From Publishers Weekly
Lord Jenkins (Asquith) has held cabinet office and is chancellor of Oxford. His Gladstone has already earned the Whitbread Award in England. Yet for American readers, his biography will often be impenetrable. W.E. Gladstone (1809-1898) was prime minister four times. The extravagances of his quintessentially Victorian genius, which included religiosity, morbidity, hypocrisy, earnestness, priggishness and oratorical excesses that make Fidel Castro seem a paragon of reticence, kept him in politics for 63 years. Jenkins's idiosyncratic account of his life lingers over parliamentary minutiae, hardly mentions the Crimean War and ignores the Indian Mutiny. Jenkins wanders off into flippancies and Anglicisms that will exasperate a transatlantic audience. We learn of "tramlines logic," of a government that was a "holed hull," of statesmen who "went of a fever." Given to pompous language when simple words would do, he refers to "eleemosynary" (charitable) motives and "fissiparous issues" (divisive would have done nicely) and compares an elongated Gladstone peroration to the close of Mahler's Sixth Symphony. Still, there are redeeming descriptive and narrative gems, as in Gladstone's famed speechifying (in which subordinate clauses "hung like candelabra"), and in the energy of the old man, who at 81, knocked down by a cab, "pursued the errant driver and held him until the police came." No prime minister was more sophistical or sanctimonious, and none dominated Parliament more ruthlessly. Jenkins's biography, while sweepingly admiring, deals with his hero blemishes and all.

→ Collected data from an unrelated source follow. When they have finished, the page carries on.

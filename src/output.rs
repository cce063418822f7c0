use std::path::{Path, PathBuf};

use tokio::fs::OpenOptions;
use tokio::io::AsyncWriteExt;
use tracing::debug;

use crate::Error;

/// The pipeline output file shared with later steps
///
/// Values are published as `KEY=value` lines. The file is only ever appended to.
#[derive(Clone, Debug)]
pub struct OutputFile {
    path: PathBuf,
}

impl OutputFile {
    pub fn new(path: impl Into<PathBuf>) -> Self {
        Self { path: path.into() }
    }

    /// Resolve the output file from an optional configured path
    pub fn from_config(path: Option<&Path>) -> Result<Self, Error> {
        match path {
            Some(path) if !path.as_os_str().is_empty() => Ok(Self::new(path)),
            _ => Err(Error::Io(
                "pipeline output file is not set",
                std::io::Error::new(std::io::ErrorKind::NotFound, "DRONE_OUTPUT is empty"),
            )),
        }
    }

    pub fn path(&self) -> &Path {
        &self.path
    }

    /// Append a single `key=value` line, creating the file if needed
    pub async fn write_env(&self, key: &str, value: &str) -> Result<(), Error> {
        let mut file = OpenOptions::new()
            .append(true)
            .create(true)
            .open(&self.path)
            .await
            .map_err(|err| Error::Io("failed to open output file", err))?;

        file.write_all(format!("{key}={value}\n").as_bytes())
            .await
            .map_err(|err| Error::Io("failed to write to output file", err))?;
        file.flush()
            .await
            .map_err(|err| Error::Io("failed to write to output file", err))?;

        debug!(key, path = ?self.path, "wrote env line");
        Ok(())
    }
}

#[cfg(test)]
mod tests {
    use super::*;

    #[tokio::test]
    async fn appends_lines() {
        let dir = tempfile::tempdir().unwrap();
        let output = OutputFile::new(dir.path().join("output.env"));

        output.write_env("key", "value").await.unwrap();
        output.write_env("other", "a=b").await.unwrap();

        let contents = std::fs::read_to_string(output.path()).unwrap();
        assert_eq!(contents, "key=value\nother=a=b\n");
    }

    #[tokio::test]
    async fn keeps_existing_content() {
        let dir = tempfile::tempdir().unwrap();
        let path = dir.path().join("output.env");
        std::fs::write(&path, "EXISTING=1\n").unwrap();

        OutputFile::new(&path).write_env("NEW", "2").await.unwrap();

        let contents = std::fs::read_to_string(&path).unwrap();
        assert_eq!(contents, "EXISTING=1\nNEW=2\n");
    }

    #[tokio::test]
    async fn missing_directory_is_an_io_error() {
        let dir = tempfile::tempdir().unwrap();
        let output = OutputFile::new(dir.path().join("missing").join("output.env"));
        let err = output.write_env("key", "value").await.unwrap_err();
        assert!(matches!(err, Error::Io("failed to open output file", _)));
    }

    #[test]
    fn unset_path_is_an_io_error() {
        assert!(matches!(OutputFile::from_config(None), Err(Error::Io(..))));
        assert!(matches!(
            OutputFile::from_config(Some(Path::new(""))),
            Err(Error::Io(..))
        ));
    }
}
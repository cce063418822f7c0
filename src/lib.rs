//! Exchange a CI workload OIDC token for Google Cloud credentials
//!
//! This crate implements a pipeline step that turns the short-lived OIDC token issued to a CI
//! job into Google Cloud credentials using Workload Identity Federation:
//!
//! 1. The OIDC token is exchanged at the Security Token Service for a federated token
//!    ([`StsExchanger`]).
//! 2. The federated token is used to impersonate a service account through the IAM
//!    Credentials `generateAccessToken` API ([`IamCredentials`]).
//! 3. The result is published in exactly one of three shapes ([`OutputMode`]):
//!    - a `GCLOUD_ACCESS_TOKEN=<token>` line appended to the pipeline output file;
//!    - an `external_account` Application Default Credentials file at the well-known gcloud
//!      location, plus a `GOOGLE_APPLICATION_CREDENTIALS=<path>` line;
//!    - a `{"credential": {...}}` file in a chosen directory, plus a
//!      `GCLOUD_CREDENTIALS_FILE=<path>` line.
//!
//! Every invocation performs a fresh exchange. Nothing is cached, refreshed or retried.
//!
//! ```rust,no_run
//! # async fn run() -> Result<(), gcp_oidc::Error> {
//! use gcp_oidc::{Config, HttpClient, IamCredentials, StsExchanger};
//!
//! let config = Config::from_env();
//! let client = HttpClient::new()?;
//! let exchanger = StsExchanger::new(client.clone());
//! let issuer = IamCredentials::new(client);
//! gcp_oidc::run(&config, &exchanger, &issuer).await?;
//! # Ok(())
//! # }
//! ```

#![warn(unreachable_pub)]

use async_trait::async_trait;
use thiserror::Error;

mod config;
pub use config::Config;

mod credentials;
pub use credentials::{
    materialize, Artifact, CredentialSource, ExternalAccountCredentials, ExternalAccountParams,
    OutputMode, StructuredCredential, StructuredCredentialParams, StructuredCredentials,
};

mod iam;
pub use iam::{BearerTokenSource, IamCredentials, StaticTokenSource};

mod output;
pub use output::OutputFile;

mod pipeline;
pub use pipeline::{run, run_with_mode};

mod sts;
pub use sts::StsExchanger;

mod types;
pub use types::{
    AccessToken, FederatedToken, HttpClient, RequestError, TokenLifetime,
    WorkloadIdentityProvider, CLOUD_PLATFORM_SCOPE,
};

/// Exchanges a workload OIDC token for a federated access token
#[async_trait]
pub trait TokenExchanger: Send + Sync {
    /// Exchange `oidc_token` for a federated token scoped to `cloud-platform`
    ///
    /// Failures are reported as [`Error::Exchange`].
    async fn exchange(
        &self,
        oidc_token: &str,
        provider: &WorkloadIdentityProvider,
    ) -> Result<FederatedToken, Error>;
}

/// Issues an access token for a service account on behalf of a federated identity
#[async_trait]
pub trait AccessTokenIssuer: Send + Sync {
    /// Impersonate `service_account` using `federated` as the caller's credential
    ///
    /// The federated token is consumed. Failures are reported as [`Error::Impersonation`].
    async fn impersonate(
        &self,
        federated: FederatedToken,
        service_account: &str,
        lifetime: &TokenLifetime,
    ) -> Result<AccessToken, Error>;
}

/// Enumerates all possible errors returned by this library.
#[derive(Debug, Error)]
pub enum Error {
    /// A required input is missing or malformed
    ///
    /// Always detected before any network call.
    #[error("{0}")]
    Config(String),

    /// The token exchange call failed or was rejected by the Security Token Service
    #[error("failed to exchange token")]
    Exchange(#[source] RequestError),

    /// The service account impersonation call failed or was rejected
    #[error("failed to generate access token")]
    Impersonation(#[source] RequestError),

    /// Creating, reading or writing a file or directory failed
    #[error("{0}")]
    Io(&'static str, #[source] std::io::Error),

    /// Encoding a credentials document failed
    #[error("{0}")]
    Json(&'static str, #[source] serde_json::Error),
}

Copyright 1996 Reed Business Information, Inc.

From Library Journal
William E. Gladstone lived to be 89, spanning the 19th century almost as much as his queen, Victoria. As prime minister of Britain four times, he was involved in all the major political travails of the time, including the Crimean War, Irish Home Rule, and the expansion of British imperialism. He was energetic, a prodigious reader, a classicist who also read popular Victorian fiction, and a devoutly religious man who tortured himself with guilt over his taste for pornography. This work was first published in 1995 in England, where it was a best seller and an award-winning biography. Lord Jenkins (Life at the Center, LJ 3/1/93), a leader in the House of Lords and chancellor of Oxford University, has done a fine job of compiling a one-volume biography of a man he obviously admires. For libraries without H.C.G. Matthews's two-volume Gladstone (Oxford Univ., 1995), Jenkins's work will make a nice substitute.?Katherine E. Gillen, Luke AFB Lib., Goodyear, Ariz.
Copyright 1997 Reed Business Information, Inc.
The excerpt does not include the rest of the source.